» Problem: In the listing below, find each line holding "paint" and copy it.

» Material for the task:

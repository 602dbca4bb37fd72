//! Terminal rendering for API responses
//!
//! Renderers return strings so commands decide where output goes. Colour is
//! applied with crossterm and switched off by `NO_COLOR` or `--no-color`.

use chrono::{DateTime, Local, NaiveDateTime, Utc};
use crossterm::style::{Color, Stylize};
use nyaya_common::models::{
    Case, CaseStatus, LegalDocument, LegalQuery, Student, VoiceQueryResponse,
};
use std::fmt::Write as _;

/// Display format for timestamps, e.g. `19 Oct 2026, 10:05`
const TIMESTAMP_FORMAT: &str = "%-d %b %Y, %H:%M";

/// Label plus colour for a status or category chip
#[derive(Debug, Clone, Copy, PartialEq, Eq)]
pub struct Badge {
    pub label: &'static str,
    pub color: Color,
}

/// Badge for a case status
pub fn status_badge(status: CaseStatus) -> Badge {
    let (label, color) = match status {
        CaseStatus::Open => ("Open", Color::Yellow),
        CaseStatus::Assigned => ("Assigned", Color::Blue),
        CaseStatus::InProgress => ("In Progress", Color::Magenta),
        CaseStatus::Resolved => ("Resolved", Color::Green),
        CaseStatus::Closed => ("Closed", Color::DarkGrey),
    };
    Badge { label, color }
}

/// Badge for a query or case category.
///
/// Case categories are free text, so anything unrecognised gets a neutral
/// badge labelled "Other".
pub fn category_badge(category: &str) -> Badge {
    let (label, color) = match category.trim().to_ascii_lowercase().as_str() {
        "fir" | "criminal" => ("FIR", Color::Red),
        "rti" => ("RTI", Color::Cyan),
        "consumer" => ("Consumer", Color::Green),
        "property" => ("Property", Color::DarkYellow),
        "marriage" | "family" => ("Family", Color::Magenta),
        "employment" | "labour" | "labor" => ("Employment", Color::Blue),
        "general" => ("General", Color::Grey),
        _ => ("Other", Color::Grey),
    };
    Badge { label, color }
}

/// Render an RFC 3339 timestamp in local time; unparsable input is returned as is
pub fn format_timestamp(raw: &str) -> String {
    if let Ok(parsed) = DateTime::parse_from_rfc3339(raw) {
        return parsed.with_timezone(&Local).format(TIMESTAMP_FORMAT).to_string();
    }
    // sqlite CURRENT_TIMESTAMP style, stored as UTC
    if let Ok(naive) = NaiveDateTime::parse_from_str(raw, "%Y-%m-%d %H:%M:%S") {
        return DateTime::<Utc>::from_naive_utc_and_offset(naive, Utc)
            .with_timezone(&Local)
            .format(TIMESTAMP_FORMAT)
            .to_string();
    }
    raw.to_string()
}

/// Whether the environment asks for plain output (`NO_COLOR` set and non-empty)
pub fn no_color_requested() -> bool {
    std::env::var_os("NO_COLOR").is_some_and(|v| !v.is_empty())
}

#[derive(Debug, Clone, Copy)]
pub struct Renderer {
    color: bool,
}

impl Renderer {
    pub fn new(no_color_flag: bool) -> Self {
        Self {
            color: !no_color_flag && !no_color_requested(),
        }
    }

    pub fn plain() -> Self {
        Self { color: false }
    }

    fn paint(&self, text: &str, color: Color) -> String {
        if self.color {
            text.with(color).to_string()
        } else {
            text.to_string()
        }
    }

    fn heading(&self, text: &str) -> String {
        if self.color {
            text.bold().to_string()
        } else {
            text.to_string()
        }
    }

    fn dim(&self, text: &str) -> String {
        self.paint(text, Color::DarkGrey)
    }

    pub fn badge(&self, badge: Badge) -> String {
        self.paint(&format!("[{}]", badge.label), badge.color)
    }

    pub fn error(&self, message: &str) -> String {
        self.paint(&format!("✗ {}", message), Color::Red)
    }

    pub fn success(&self, message: &str) -> String {
        self.paint(&format!("✓ {}", message), Color::Green)
    }

    /// Guidance answer with each numbered step on its own indented line
    pub fn answer(&self, answer: &str) -> String {
        let mut lines = answer.lines();
        let mut out = String::new();

        if let Some(first) = lines.next() {
            let _ = writeln!(out, "{}", self.heading(first));
        }
        for line in lines.filter(|l| !l.trim().is_empty()) {
            let _ = writeln!(out, "  {}", line.trim());
        }
        out
    }

    pub fn guidance(&self, query: &LegalQuery) -> String {
        let mut out = String::new();
        let _ = writeln!(
            out,
            "{} {}  {}",
            self.badge(category_badge(query.category.as_str())),
            self.dim(&format!("language: {}", query.detected_language)),
            self.dim(&format_timestamp(&query.created_at)),
        );
        let _ = writeln!(out, "Q: {}", query.query_text);
        let _ = writeln!(out);
        out.push_str(&self.answer(&query.response_text));
        let _ = writeln!(out, "{}", self.dim(&format!("query id: {}", query.id)));
        out
    }

    pub fn voice_answer(&self, response: &VoiceQueryResponse) -> String {
        let mut out = String::new();
        if response.query_text.is_empty() {
            let _ = writeln!(out, "{}", self.paint(&response.answer, Color::Yellow));
            return out;
        }

        let _ = writeln!(
            out,
            "{} {}",
            self.heading("You said:"),
            response.query_text
        );
        let _ = writeln!(out, "{}", self.dim(&format!("language: {}", response.language)));
        let _ = writeln!(out);
        out.push_str(&self.answer(&response.answer));
        out
    }

    pub fn transcript(&self, text: &str) -> String {
        if text.trim().is_empty() {
            return format!("{}\n", self.paint("No speech detected.", Color::Yellow));
        }
        format!("{} {}\n", self.heading("You said:"), text.trim())
    }

    /// One line per query, newest first as returned by the server
    pub fn history(&self, queries: &[LegalQuery]) -> String {
        if queries.is_empty() {
            return self.dim("No questions asked yet.\n");
        }

        let mut out = String::new();
        for query in queries {
            let _ = writeln!(
                out,
                "{} {} {}",
                self.dim(&format_timestamp(&query.created_at)),
                self.badge(category_badge(query.category.as_str())),
                query.query_text
            );
        }
        out
    }

    pub fn students(&self, students: &[Student]) -> String {
        if students.is_empty() {
            return self.dim("No students registered.\n");
        }

        let mut out = String::new();
        for student in students {
            let _ = writeln!(
                out,
                "{}  {} <{}>",
                self.heading(&student.name),
                student.college,
                student.email
            );
            if !student.skills.is_empty() {
                let _ = writeln!(out, "    skills: {}", student.skills.join(", "));
            }
            let _ = writeln!(
                out,
                "    {}",
                self.dim(&format!(
                    "{} · joined {}",
                    student.id,
                    format_timestamp(&student.created_at)
                ))
            );
        }
        out
    }

    /// Case list; assigned students are shown by name when known
    pub fn cases(&self, cases: &[Case], students: &[Student]) -> String {
        if cases.is_empty() {
            return self.dim("No cases.\n");
        }

        let mut out = String::new();
        for case in cases {
            let _ = writeln!(
                out,
                "{} {} {}",
                self.badge(status_badge(case.status)),
                self.badge(category_badge(&case.category)),
                self.heading(&case.title)
            );
            let _ = writeln!(out, "    {}", case.description);

            let assignee = match case.assigned_student_id {
                Some(id) => students
                    .iter()
                    .find(|s| s.id == id)
                    .map(|s| s.name.clone())
                    .unwrap_or_else(|| id.to_string()),
                None => "unassigned".to_string(),
            };
            let _ = writeln!(
                out,
                "    {}",
                self.dim(&format!(
                    "{} · {} · created {}",
                    case.id,
                    assignee,
                    format_timestamp(&case.created_at)
                ))
            );
        }
        out
    }

    pub fn document(&self, document: &LegalDocument) -> String {
        let mut out = String::new();
        let _ = writeln!(
            out,
            "{}",
            self.dim(&format!(
                "{} draft ({}) · {} · {}",
                document.doc_type,
                document.language,
                document.id,
                format_timestamp(&document.created_at)
            ))
        );
        let _ = writeln!(out);
        let _ = writeln!(out, "{}", document.content);
        out
    }
}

» Written solution:
    fn paint(&self, text: &str, color: Color) -> String {
        self.paint(text, Color::DarkGrey)
        self.paint(&format!("[{}]", badge.label), badge.color)
        self.paint(&format!("✗ {}", message), Color::Red)
        self.paint(&format!("✓ {}", message), Color::Green)
            let _ = writeln!(out, "{}", self.paint(&response.answer, Color::Yellow));
            return format!("{}\n", self.paint("No speech detected.", Color::Yellow));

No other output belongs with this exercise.